When I went in today they said they detected a little surge in my LH from yesterdays blood, they then phoned this afternoon and said that todays blood test showed a big surge and I didn't need to take my injection coz my body had did it all by itself (whatever the pregnyl does!) - Hooray!!  So I have still got it in my fridge!!  I had to buy it from them, then rush home to put it in the fridge and then rush back to work - now I dodn't need it!!!

Getting a teensy bit excited/nervous now!!  Need to go shave my legs!  Otherwise they'll think they are doing the IUI on a man!!!!!!

Veronica


----------



## gorgelocks (Nov 17, 2005)

Hi Veronica & Natalie

Good luck with your first IUIs. Sending you both lots of       

I had my first one 10 days ago so I'm now in the dreaded 2ww.       & early      for us all!

Tasha


----------



## VB (Dec 21, 2004)

Hi girls

All went well today - DH's sample was very good they said it was 'above average'- 45 million with good motility- 14million of which went into me today!!

The IUI was fine - it was the speculum that bloody hurt!!  Can't believe how quick it was!!

They have said for me to wait 16days to do a test - I REALLY hope AF doesn't come   

Good luck to all of you on the 2WW - Natalie and Tasha  Lets' hope its a fab Christmas for us!! 


PS Girls - is it normal to have a bit of discharge after - I had some that wasn't like CM just a little clear fluid - DH is terrified that the   has leaked out!!

Veronica


----------



## moomin05 (Jul 13, 2005)

Veronica

Good luck for your 2ww


----------



## baby maggie (Jul 26, 2005)

Hi girls, well had my IUI this morning, all was fine, uncomfortable but fine.
So on the 16dw now, test on 11th Dec.

Vb, it is normal to have discharge, i sometimes bleed too.
Its just where they prod you about and disterb your cervical mucus.
Looking forward to seeing loads of BFP for us all for xmas


----------



## moomin05 (Jul 13, 2005)

Natalie

Glad all went well for you today.
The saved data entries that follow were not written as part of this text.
//! In-memory stand-ins for the kernel and the hosting framework.
//!
//! Only available when the `test-util` feature is enabled.
//!
//! The fakes model just enough of the kernel for topology correction to be exercised end to
//! end: [`FakePlatform`] holds the counter register value and the running processor count,
//! [`FakeRegistrar`] plays the original registration routine (advancing that count for every
//! successful registration), and the remaining types stand in for the patch engine and the
//! hosting service.
//!
//! # Example
//!
//! ```
//! use std::sync::Arc;
//!
//! use cpu_topology_sync::fake::{
//!     FakeHostingService, FakePlatform, FakeProvider, FakeRegistrar, FakeRegistry,
//! };
//! use cpu_topology_sync::{
//!     EntryPoint, ProcessorIdentifier, Registration, TopologyCounts, TopologySync,
//! };
//!
//! // An Alder Lake i5 with 6 performance and 4 efficiency cores.
//! let platform = Arc::new(FakePlatform::new(TopologyCounts::new(16, 10)));
//! let sync: TopologySync = TopologySync::fake(Arc::clone(&platform));
//!
//! let outcome = sync.probe(
//!     &FakeProvider::with_processor_index(0),
//!     &FakeHostingService::new(),
//!     &FakeRegistry::new(),
//!     EntryPoint::from_address(0x2000).unwrap(),
//! );
//! assert!(outcome.is_active());
//!
//! let registrar = FakeRegistrar::new(Arc::clone(&platform));
//!
//! for index in 0..16_u32 {
//!     let identifier = ProcessorIdentifier::from_address(0x1000 + index as usize);
//!     sync.intercept(&registrar, Registration::new(identifier, index * 2, index == 0, false));
//! }
//!
//! // One disabled sibling for each of the 4 efficiency cores.
//! assert_eq!(sync.identifier_pool().registered_count(), 4);
//! assert_eq!(registrar.registrations().len(), 20);
//! ```
//!
//! # Isolation
//!
//! Each fake instance is independent, so fakes can be used from parallel tests without
//! interference.

mod host;
mod platform;

pub use host::*;
pub use platform::*;
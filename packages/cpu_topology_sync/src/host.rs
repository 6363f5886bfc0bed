/// The provider (parent) object that the host presents to the probe callback.
#[cfg_attr(test, mockall::automock)]
pub trait Provider {
    /// The provider's `processor-index` property, or `None` if it is absent or not a number.
    fn processor_index(&self) -> Option<u32>;
}

/// The hosting service object whose probe callback drives topology correction.
#[cfg_attr(test, mockall::automock)]
pub trait HostingService {
    /// Publishes a diagnostic property on the service. There is no consumer contract.
    fn set_property(&self, key: &str, value: &str);
}

/// Name of the property that carries [`VERSION`] once correction is active.
pub const VERSION_PROPERTY: &str = "VersionInfo";

/// Version marker published on the hosting service once correction is active.
pub const VERSION: &str = env!("CARGO_PKG_VERSION");
#![cfg_attr(coverage_nightly, feature(coverage_attribute))]
#![cfg_attr(not(any(test, feature = "test-util")), no_std)]

//! Hybrid processors (performance cores with two hardware threads, efficiency cores with one)
//! report fewer logical processors at boot than their ACPI topology table describes. Kernels that
//! assume every core has the same number of threads then end up with a processor count that does
//! not match the table, which confuses power management and scheduling.
//!
//! This package corrects the count during processor bring-up. It reads the core/thread count
//! register once, on the boot processor, and if the processor is hybrid it routes the kernel's
//! processor registration routine through an interceptor. For every efficiency core that
//! registers, the interceptor registers one more "sibling" processor that is neither the boot
//! processor nor started, so the total logical processor count matches what the kernel expects.
//!
//! # Classification
//!
//! With `t` threads and `c` cores reported by the register, a hybrid processor has
//! `2c - t` efficiency cores and they start at logical processor index `t - (2c - t)`.
//! Uniform topologies (`t == c` or `t == 2c`) need no correction and leave the kernel untouched.
//!
//! ```
//! use cpu_topology_sync::{HybridDecision, TopologyCounts};
//!
//! // 6 performance cores and 4 efficiency cores.
//! let decision = HybridDecision::classify(TopologyCounts::new(16, 10)).unwrap();
//!
//! assert_eq!(decision.efficient_core_count(), 4);
//! assert_eq!(decision.efficient_core_start(), 12);
//!
//! // 8 cores with hyper-threading on all of them.
//! assert_eq!(HybridDecision::classify(TopologyCounts::new(16, 8)), None);
//! ```
//!
//! # Driving the correction
//!
//! All state for a boot session lives in a [`TopologySync`], which is normally kept in a
//! `static`. The host calls [`TopologySync::probe()`] from its probe callback and
//! [`TopologySync::intercept()`] from the interceptor it routed the registration routine to.
//! The host side is described by the [`Provider`], [`HostingService`], [`InterceptionRegistry`]
//! and [`Registrar`] traits.
//!
//! With the `xnu` feature, the `kernel_hook` module provides the session `static` and the
//! `extern "C"` interceptor for the XNU kernel on x86-64.
//!
//! # Failure handling
//!
//! Once the interceptor is active, a half-applied correction is worse than none: the kernel would
//! boot with a processor count that matches neither the hardware nor the topology table. Failures
//! at that stage are therefore logged and followed by a panic instead of being returned.
//!
//! # Logging
//!
//! Diagnostics are emitted via [`tracing`]. The [`DebugOptions`] parsed from the kernel boot
//! arguments tell the subscriber installed by the host which level to enable.
//!
//! # Testing
//!
//! The `test-util` feature exposes the `fake` module, with in-memory stand-ins for the kernel and
//! every host collaborator, so the correction can be exercised end to end without a kernel.

pub mod config;
mod error;
mod host;
mod identifier_pool;
mod interception;
mod pal;
mod primitive_types;
mod registration;
mod topology_counts;
mod topology_sync;

#[cfg(any(test, feature = "test-util"))]
pub mod fake;

#[cfg(all(feature = "xnu", target_arch = "x86_64"))]
pub mod kernel_hook;

pub use config::DebugOptions;
pub use error::Error;
pub use host::*;
pub use identifier_pool::*;
pub use interception::{HookBinding, InterceptionRegistry};
pub use primitive_types::*;
pub use registration::*;
pub use topology_counts::*;
pub use topology_sync::*;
Good luck for your 2ww.


----------



## baby maggie (Jul 26, 2005)

Thanks Moomin,
Im trying to be as positive as i can this month as ive read an article on mind over matter, the power of positive thing! (key that into Google if you fancy)
Its very interesting and has helped me cope with other stuff this week.


----------



## misty (Jul 28, 2004)

Hi ladies!!

  NatalieB:   on your 16dw.Really hope you get a 

  VB:   to you also on your 2ww, hope you too get a  

  Hoping to have iui around 4th/5th Dec ... stimming at the moment, next scan
  on friday    

  GORGELOCKS:   on your 2ww  

  Lots of luv

  Misty xxx


----------



## baby maggie (Jul 26, 2005)

Thanks Misty,
What is stimming?


----------



## gorgelocks (Nov 17, 2005)

Veronica & Natalie - good luck on your 2ww & 16dw      

Misty - hope your scan goes well on Friday - could be a timely Christmas present for you (can't find the 'fingers crossed' smiley, so you'll have to imagine it!)

Love, Tasha xxx


----------



## baby maggie (Jul 26, 2005)

Thanks everyone!
Whats stimming?


----------



## gorgelocks (Nov 17, 2005)

Hi Natalie

Stimming is injecting yourself with the follicle stimulating hormone so you produce more than 1 follicle.

Tasha xx


----------



## baby maggie (Jul 26, 2005)

I only produce 1 or 2 per cycle, i wonder why ive not been offered that then 
Thanks sweetie, only got 1 go left so want everything i can get my mitts on!
Will ask for that next month. x


----------



## claire1 (Nov 14, 2004)

Hi Natalie

I've been prescribed stimulation injections and I've only got 1 follicle and at the mo thats not that big, I got more with clomid, unfortunately my clinic wont do IUI whilst taking clomid.

Good luck

Claire


----------



## baby maggie (Jul 26, 2005)

Isnt it odd how all hospitals give and do different procedures 
Im gonna ask for stimming next month. x


----------



## VB (Dec 21, 2004)

13 days - hurry up!!


----------